A few months ago I was consulting with a client who told me that they were giving their influencers individualized links to track their performance and then were paying the top performers. I said, “oh so you’re implementing affiliate marketing?” The client said, “no that is spammy this isn’t spammy.”
That was kind of a key moment for me. I went back through the archives in my brain of all of the hundreds of influencer marketing strategy calls and training webinars that I’ve done. I realized that affiliate marketing is a branch of influencer marketing and almost everyone is doing it. For some reason, many marketers refuse to call it affiliate marketing or embrace that it works. A trendier way to put it that seems to be getting traction is substituting the word affiliate out for “performance based marketing.” Suddenly marketers get more comfortable with this type of marketing.
Taking all of that into consideration made me wonder why the term affiliate marketing has a bad rep. The actual practice of what it entails, when done ethically, is an amazing part of a digital marketing strategy.
Based on research, influencers want to be compensated for the value their word of mouth recommendations bring to brands. Brands have the budget to put toward influencer marketing. But thry often falter at figuring out how to pay influencers and score authentic mentions. Affiliate or performance based marketing is a very logical solution for all members on the influencer marketing spectrum.
So let’s dive in and see how it’s done well and done poorly, shall we?
Not So Great Affiliate Marketing
First, let’s acknowledge some of the reasons that affiliate marketing has some bad connotations based on certain affiliate strategies. Strategies that I don’t advocate for just FYI:
- Lazy banner ads
- Blasted out coupon codes
- “one and done” campaigns
- Cluttered sites with too many insincere affiliate offers
- Lack communication between brand and affiliates
The site below takes affiliate marketing a little too far and has cluttered it’s digital storefront with coupon codes:
Great Affiliate Marketing
When done well, affiliate marketing is a great component or best friend of influencer marketing.

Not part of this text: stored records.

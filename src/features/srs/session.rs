//! Review session controller.
//!
//! A session walks a snapshot of the due set one word at a time:
//! `Idle -> Presenting -> Revealed -> (rated) -> Idle/Presenting ... -> Empty`.
//! Every rating is committed on its own as it is submitted, so abandoning a
//! session never undoes work already saved.

use std::collections::{HashSet, VecDeque};

use chrono::{DateTime, Utc};
use serde::{Deserialize, Serialize};

use crate::data::models::{Quality, SrsError, SrsResult, WordRecord};
use crate::features::srs::service::SrsService;

#[derive(Debug, Clone, Default, PartialEq, Serialize, Deserialize)]
#[serde(tag = "state", rename_all = "snake_case")]
pub enum SessionState {
    #[default]
    Idle,
    /// Word shown, answer hidden.
    Presenting { word: WordRecord },
    /// Answer shown, waiting for a rating.
    Revealed { word: WordRecord },
    /// Nothing left to review until the due set is reloaded.
    Empty,
}

impl SessionState {
    pub fn name(&self) -> &'static str {
        match self {
            SessionState::Idle => "idle",
            SessionState::Presenting { .. } => "presenting",
            SessionState::Revealed { .. } => "revealed",
            SessionState::Empty => "empty",
        }
    }
}

/// Commands accepted by [`ReviewSession::apply`].
#[derive(Debug, Clone, Copy, PartialEq, Eq, Deserialize)]
#[serde(tag = "action", rename_all = "snake_case")]
pub enum SessionCommand {
    /// Reload the due set and present the first word.
    Start,
    /// Present the next queued word.
    Next,
    Reveal,
    Rate { quality: i32 },
    /// Drop the local queue. Committed ratings stay committed.
    Abandon,
}

#[derive(Debug, Clone, Default, PartialEq, Serialize, Deserialize)]
pub struct ReviewSession {
    state: SessionState,
    queue: VecDeque<WordRecord>,
    overdue_ids: HashSet<i32>,
    due_count: usize,
    overdue_count: usize,
    completed: usize,
}

impl ReviewSession {
    pub fn new() -> Self {
        Self::default()
    }

    pub fn state(&self) -> &SessionState {
        &self.state
    }

    pub fn remaining(&self) -> usize {
        self.queue.len()
    }

    pub fn due_count(&self) -> usize {
        self.due_count
    }

    pub fn overdue_count(&self) -> usize {
        self.overdue_count
    }

    pub fn completed(&self) -> usize {
        self.completed
    }

    /// Replaces the local queue with `due` (earliest first) and presents the
    /// first word. Words due before `overdue_cutoff` count as overdue.
    pub fn load(&mut self, due: Vec<WordRecord>, overdue_cutoff: DateTime<Utc>) {
        self.overdue_ids = due
            .iter()
            .filter(|w| w.due_at < overdue_cutoff)
            .map(|w| w.id)
            .collect();
        self.overdue_count = self.overdue_ids.len();
        self.due_count = due.len();
        self.queue = due.into();
        self.state = SessionState::Idle;
        self.advance();
    }

    /// Moves from `Idle` or `Empty` to the next queued word.
    pub fn next(&mut self) -> SrsResult<()> {
        match self.state {
            SessionState::Idle | SessionState::Empty => {
                self.advance();
                Ok(())
            }
            _ => Err(self.invalid("present the next word")),
        }
    }

    pub fn reveal(&mut self) -> SrsResult<()> {
        match std::mem::take(&mut self.state) {
            SessionState::Presenting { word } => {
                self.state = SessionState::Revealed { word };
                Ok(())
            }
            other => {
                self.state = other;
                Err(self.invalid("reveal"))
            }
        }
    }

    /// Rates the revealed word through `commit` and moves on.
    ///
    /// If `commit` fails the session stays on the revealed word so the same
    /// rating can be retried, except when the word no longer exists: then it
    /// is dropped and the next word is presented.
    pub fn rate<F>(&mut self, quality: i32, commit: F) -> SrsResult<WordRecord>
    where
        F: FnOnce(i32, Quality) -> SrsResult<WordRecord>,
    {
        let word_id = match &self.state {
            SessionState::Revealed { word } => word.id,
            _ => return Err(self.invalid("rate")),
        };
        let quality = Quality::try_from(quality)
            .map_err(|quality| SrsError::InvalidQuality { word_id, quality })?;

        let updated = match commit(word_id, quality) {
            Ok(updated) => updated,
            Err(SrsError::UnknownWord(id)) => {
                self.forget(word_id);
                self.advance();
                return Err(SrsError::UnknownWord(id));
            }
            Err(e) => return Err(e),
        };

        self.completed += 1;
        self.forget(word_id);
        self.advance();

        Ok(updated)
    }

    /// Re-reads the presented word through `lookup`. Words deleted or
    /// already reviewed elsewhere since the session loaded are skipped; the
    /// word that stays is replaced by its stored state.
    pub fn refresh<F>(&mut self, now: DateTime<Utc>, mut lookup: F) -> SrsResult<()>
    where
        F: FnMut(i32) -> SrsResult<WordRecord>,
    {
        loop {
            let word_id = match &self.state {
                SessionState::Presenting { word } => word.id,
                _ => return Ok(()),
            };
            match lookup(word_id) {
                Ok(current) if current.is_due(now) => {
                    self.state = SessionState::Presenting { word: current };
                    return Ok(());
                }
                Ok(_) | Err(SrsError::UnknownWord(_)) => {
                    log::debug!("Skipping word {}: no longer due", word_id);
                    self.forget(word_id);
                    self.advance();
                }
                Err(e) => return Err(e),
            }
        }
    }

    pub fn abandon(&mut self) {
        *self = ReviewSession::new();
    }

    /// Runs one command against `service`. Returns the committed record for
    /// `Rate`.
    pub fn apply(
        &mut self,
        command: SessionCommand,
        service: &SrsService,
        now: DateTime<Utc>,
    ) -> SrsResult<Option<WordRecord>> {
        let result = match command {
            SessionCommand::Start => service.due_words(now).and_then(|due| {
                let cutoff = service.overdue_cutoff(now)?;
                self.load(due, cutoff);
                Ok(None)
            }),
            SessionCommand::Next => self.next().map(|_| None),
            SessionCommand::Reveal => self.reveal().map(|_| None),
            SessionCommand::Rate { quality } => self
                .rate(quality, |word_id, quality| service.review(word_id, quality, now))
                .map(Some),
            SessionCommand::Abandon => {
                self.abandon();
                Ok(None)
            }
        };

        // A stale word is only a display problem; keep the command's outcome
        if let Err(e) = self.refresh(now, |word_id| service.get_word(word_id)) {
            log::warn!("Could not refresh presented word: {}", e);
        }
        result
    }

    fn advance(&mut self) {
        self.state = match self.queue.pop_front() {
            Some(word) => SessionState::Presenting { word },
            None => SessionState::Empty,
        };
    }

    /// Removes `word_id` from the queue and the remaining counters.
    fn forget(&mut self, word_id: i32) {
        self.due_count = self.due_count.saturating_sub(1);
        if self.overdue_ids.remove(&word_id) {
            self.overdue_count = self.overdue_count.saturating_sub(1);
        }
        self.queue.retain(|w| w.id != word_id);
    }

    fn invalid(&self, action: &'static str) -> SrsError {
        SrsError::InvalidSessionAction {
            action,
            state: self.state.name(),
        }
    }
}

/// What the client may see of a session. The answer is withheld until the
/// word is revealed.
#[derive(Debug, Clone, PartialEq, Serialize, Deserialize)]
pub struct SessionView {
    pub state: String,
    pub word_id: Option<i32>,
    pub word: Option<String>,
    pub word_type: Option<String>,
    pub answer: Option<WordRecord>,
    pub remaining: usize,
    pub due_count: usize,
    pub overdue_count: usize,
    pub completed: usize,
    #[serde(skip_serializing_if = "Option::is_none")]
    pub last_review: Option<WordRecord>,
}

impl SessionView {
    pub fn of(session: &ReviewSession, last_review: Option<WordRecord>) -> Self {
        let (shown, answer) = match session.state() {
            SessionState::Presenting { word } => (Some(word), None),
            SessionState::Revealed { word } => (Some(word), Some(word.clone())),
            SessionState::Idle | SessionState::Empty => (None, None),
        };
        SessionView {
            state: session.state().name().to_string(),
            word_id: shown.map(|w| w.id),
            word: shown.map(|w| w.word.clone()),
            word_type: shown.map(|w| w.word_type.clone()),
            answer,
            remaining: session.remaining(),
            due_count: session.due_count(),
            overdue_count: session.overdue_count(),
            completed: session.completed(),
            last_review,
        }
    }
}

Check out this Instagram post that has an affiliate link in it but it flows organically with the entire post and isn’t confusing for viewers.
Aside from clutter and cheap looking content, another differentiating factor in good and bad affiliate marketing is actual relationship building. Names and stories are a more powerful ways to approach any type of marketing than unique code numbers and one-off emails. If you have the right person in-house or hire the right agency for your affiliate program management, that person will be an expert at keeping strong relationships with affiliate connections.
Since great affiliate marketing happens as an ongoing partnership, it’s important for brands to always supply their partners with updated verbiage, high-quality images, seasonal promotions and easy to share and use content. Constantly update links and images so affiliates can use them across their social channels from their blog posts to pins!
When the right people are managing an affiliate program, links are assured to be “no follow” in their coding so that they are not causing damage to the brand’s reputation. FTC guidelines must be strictly adhered to so the brand doesn’t risk permanent damage.
Why I want a T-Shirt that Says “I love Affiliate Marketing”
To hang in my closet next to my t-shirt that says “I love Colorado beer” I want a t-shirt that says “I love affiliate marketing” which is saying a lot.
I love that affiliate marketing appeals to a lot of marketers or CMOs who love hard metrics. While a lot of social media strategies and influencer marketing tactics work—the data gathered from those tactics can be vague. Affiliate marketing provides a lot of hard metrics. It can trace efforts to actual sales not only for a campaign but for a per partner basis as well. It’s an easy strategy to analyze with data and to continually refine based off of said data.
I’ve always advocated that influencers be paid for the value they bring to brands as long as it’s done ethically and legally. When done strategically and creatively I think affiliate marketing solves the conundrum of how to fairly and legally compensate influencers for their hard work making both sides happy.
Lastly, compensation is based on performance so these types of strategies encourage influencers to share a product or brand across all of their social channels and take ownership in the success of the brand. There is nothing more valuable than an influencer who takes ownership in your brand.